Pan-STARRS is currently mostly funded by a grant from the NASA Near Earth Object Observations program. It therefore spends 90% of its observing time in dedicated searches for Near Earth Objects.

Systematically surveying the entire sky on a continuous basis is an unprecedented project and is expected to produce a dramatically larger number of discoveries of various types of celestial objects. For instance, the current leading asteroid discovery survey, the Mount Lemmon Survey, (Note: Mt. Lemmon Survey (G96) is a part of Catalina Sky Survey, another two parts are Siding Spring Survey (E12) and Catalina Sky Survey (703) itself.) reaches an apparent magnitude of 22 V. Pan-STARRS will go about one magnitude fainter and cover the entire sky visible from Hawaii. The ongoing survey will also complement the efforts to map the infrared sky by the NASA WISE orbital telescope, with the results of one survey complementing and extending the other.

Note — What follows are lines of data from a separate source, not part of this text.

//! Owner repository: create-if-absent and lookup for the `owners` table.

use rusqlite::{params, Connection, OptionalExtension, Row};

use super::{Database, DatabaseError};

/// A raw owner row from the database.
#[derive(Debug, Clone, PartialEq, Eq)]
pub struct OwnerRow {
    pub id: String,
    pub email: String,
    pub name: String,
    pub business_name: String,
    pub created_at: String,
}

impl OwnerRow {
    fn from_row(row: &Row<'_>) -> Result<Self, rusqlite::Error> {
        Ok(Self {
            id: row.get("id")?,
            email: row.get("email")?,
            name: row.get("name")?,
            business_name: row.get("business_name")?,
            created_at: row.get("created_at")?,
        })
    }
}

/// Inserts the owner unless a row with the same id already exists.
///
/// Existing rows are left untouched. Returns `true` when a row was created.
/// Takes a bare connection so it can join a caller's transaction.
pub fn ensure_in(conn: &Connection, owner: &OwnerRow) -> Result<bool, DatabaseError> {
    let inserted = conn.execute(
        "INSERT INTO owners (id, email, name, business_name, created_at)
         VALUES (?1, ?2, ?3, ?4, ?5)
         ON CONFLICT(id) DO NOTHING",
        params![
            owner.id,
            owner.email,
            owner.name,
            owner.business_name,
            owner.created_at,
        ],
    )?;
    Ok(inserted > 0)
}

/// Idempotent create-if-absent for an owner.
pub fn ensure(db: &Database, owner: &OwnerRow) -> Result<bool, DatabaseError> {
    db.with_conn(|conn| ensure_in(conn, owner))
}

/// Finds an owner by id.
pub fn find_by_id(db: &Database, id: &str) -> Result<Option<OwnerRow>, DatabaseError> {
    db.with_conn(|conn| {
        let row = conn
            .query_row(
                "SELECT * FROM owners WHERE id = ?1",
                params![id],
                OwnerRow::from_row,
            )
            .optional()?;
        Ok(row)
    })
}

/// Counts all owners.
pub fn count(db: &Database) -> Result<u64, DatabaseError> {
    db.with_conn(|conn| {
        let count: u64 = conn.query_row("SELECT COUNT(*) FROM owners", [], |r| r.get(0))?;
        Ok(count)
    })
}

#[cfg(test)]
mod tests {
    use super::*;

    fn test_db() -> Database {
        Database::open_in_memory().expect("Failed to create test database")
    }

    fn sample_owner(id: &str) -> OwnerRow {
        OwnerRow {
            id: id.to_string(),
            email: "admin@demo.com".to_string(),
            name: "System Admin".to_string(),
            business_name: "My Company".to_string(),
            created_at: "2026-01-01T00:00:00Z".to_string(),
        }
    }

    #[test]
    fn test_ensure_creates_owner() {
        let db = test_db();
        assert!(ensure(&db, &sample_owner("owner-1")).unwrap());

        let found = find_by_id(&db, "owner-1").unwrap().unwrap();
        assert_eq!(found.email, "admin@demo.com");
        assert_eq!(found.business_name, "My Company");
    }

    #[test]
    fn test_ensure_is_idempotent() {
        let db = test_db();
        assert!(ensure(&db, &sample_owner("owner-1")).unwrap());
        assert!(!ensure(&db, &sample_owner("owner-1")).unwrap());
        assert_eq!(count(&db).unwrap(), 1);
    }

    #[test]
    fn test_ensure_keeps_existing_values() {
        let db = test_db();
        ensure(&db, &sample_owner("owner-1")).unwrap();

        let mut renamed = sample_owner("owner-1");
        renamed.name = "Someone Else".to_string();
        ensure(&db, &renamed).unwrap();

        let found = find_by_id(&db, "owner-1").unwrap().unwrap();
        assert_eq!(found.name, "System Admin");
    }

    #[test]
    fn test_find_nonexistent() {
        let db = test_db();
        assert!(find_by_id(&db, "ghost").unwrap().is_none());
    }
}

The second data release, Pan-STARRS DR2, announced in January 2019, is the largest volume of astronomical data ever released. At over 1.6 petabytes of images, it is equivalent to 30,000 times the text content of Wikipedia. The data reside in the Mikulski Archive for Space Telescopes (MAST).

=== Military limitations (until end 2011) ===
According to Defense Industry Daily, significant limitations were put on the PS1 survey to avoid recording sensitive objects. Streak detection software (known as "Magic") was used to censor pixels containing information about satellites in the image. Early versions of this software were immature, leaving a fill factor of 68% of the full field of view (which figure includes gaps between the detectors), but by March 2010 this had improved to 76%, a small reduction from the approximately 80% available.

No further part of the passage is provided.